We had two destinations:
Noosa is a town that is two hours north of Brisbane. It has a spectacular headlands, lush forests and the so-called Noosa Everglades, a labyrinth of canals through a mangrove forest. Although many such channels remain natural, many have been deforested and their banks secured. Higher areas have been drained and filled and subdivided into resort hotels and vacation home neighborhoods and the channels are now lined with boat docks. Although we saw some of the natural channels and a number of the developed ones, we have previously seen, cruised through and kayaked through plenty of mangrove forests and decided to pass on a visit to the Everglades.
instead, we were there for a walk of the headlands and for lunch at a restaurant that we saw served Moreton Bay Bugs, our favorite Australasian shellfish that we hadn’t had since New Year’s in Sydney. So after a stroll along the very busy, restaurant, hotel and tourist shop-lined Hastings Street and lunch at the Noosa Beach House, we followed the shoreline boardwalk to the Noosa National Park.
Noosa National Park
The park is divided into two sections. The inland Botanical Section consists of miles of trails through natural tropical coastal forest. We walked about half the Headlands Section coastal trail to Hell’s Gate, the steepest and most dramatic feature of the headlands.
The trail ranged from relatively flat strolls along sandy beaches, to walks past rock-strewn shorelines, to steeper uphill sections that provided dramatic view over the coast (and in at least one nude beach). These elevated sections provided views over spouts and occasional flukes of passing humpback whales to a view across a channels to some of the continent’s largest natural sand dunes.

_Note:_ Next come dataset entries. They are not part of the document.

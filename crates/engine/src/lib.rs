pub use account_groups::AccountGroup;
pub use accounts::Account;
pub use classifications::{AccountClassification, Orientation};
pub use commands::{CreateJournalCmd, JournalSaveCmd, JournalUpdateCmd, LedgerSaveCmd};
pub use error::EngineError;
pub use fiscal_years::FiscalYear;
pub use journal::JournalEntry;
pub use ops::{
    AnnualBreakdown, BreakdownRequest, BreakdownResponse, BreakdownSeries, BreakdownSide,
    BreakdownTotal, Engine, EngineBuilder, Granularity, JournalFilter, LedgerQuery, LedgerRow,
    MonthValue, MonthlyBreakdown, TimeUnit,
};
pub use violations::{SaveResult, Violation, ViolationCode};

mod account_groups;
mod accounts;
mod classifications;
mod commands;
mod error;
mod fiscal_years;
mod journal;
mod ops;
mod validation;
mod violations;

type ResultEngine<T> = Result<T, EngineError>;
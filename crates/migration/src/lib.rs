pub use sea_orm_migration::prelude::*;

mod m20250612_090000_reference_tables;
mod m20250612_100000_journal_entries;

pub struct Migrator;

#[async_trait::async_trait]
impl MigratorTrait for Migrator {
    fn migrations() -> Vec<Box<dyn MigrationTrait>> {
        vec![
            Box::new(m20250612_090000_reference_tables::Migration),
            Box::new(m20250612_100000_journal_entries::Migration),
        ]
    }
}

Hell’s Gate, a roughly 150-200-foot cliff that plunged into a tiny bay, was the highlight. After exploring the gate from many different angles, and peering at the mile-long beach that laid beyond, we turned around and returned to town and our car. We headed back toward Brisbane and our next stop, the Glass House Mountains.
Glass House Mountains National Park
Glass House Mountains National Park consists of a series of outcrops that were originally lava pugs within volcano cones that have long-since been eroded. The much harder rhyolite plugs have indeed eroded over 25 million years of exposure to the elements, but at a much slower pace and, in some cases, into very steep, irregularly-shaped cones. Long revered by aboriginals, the generally 1,000- to 1,800-foot mountains were named by then Lt. James Cook for the British glass furnaces that he thought they resembled.
Noosa Beach House provided a nice lunch stop. We enjoyed two of the three dishes we ordered The Moreton Bay Bugs in a chili-ginger soy-based sauce (with steamed rice and coriander) was, of course, the highlight. All that we had anticipated. Fried onion rings with chili aioli were also nice. Although we would have preferred large, meatier rings of onions in the breading, they were tasty, without being greasy. We were, hover, very disappointed with the dry, incredibly salty Petuna ocean trout poke with avocado. Drinks were two Australian beers, One Fifty Casks IPA and James Brog Premium Light Lager.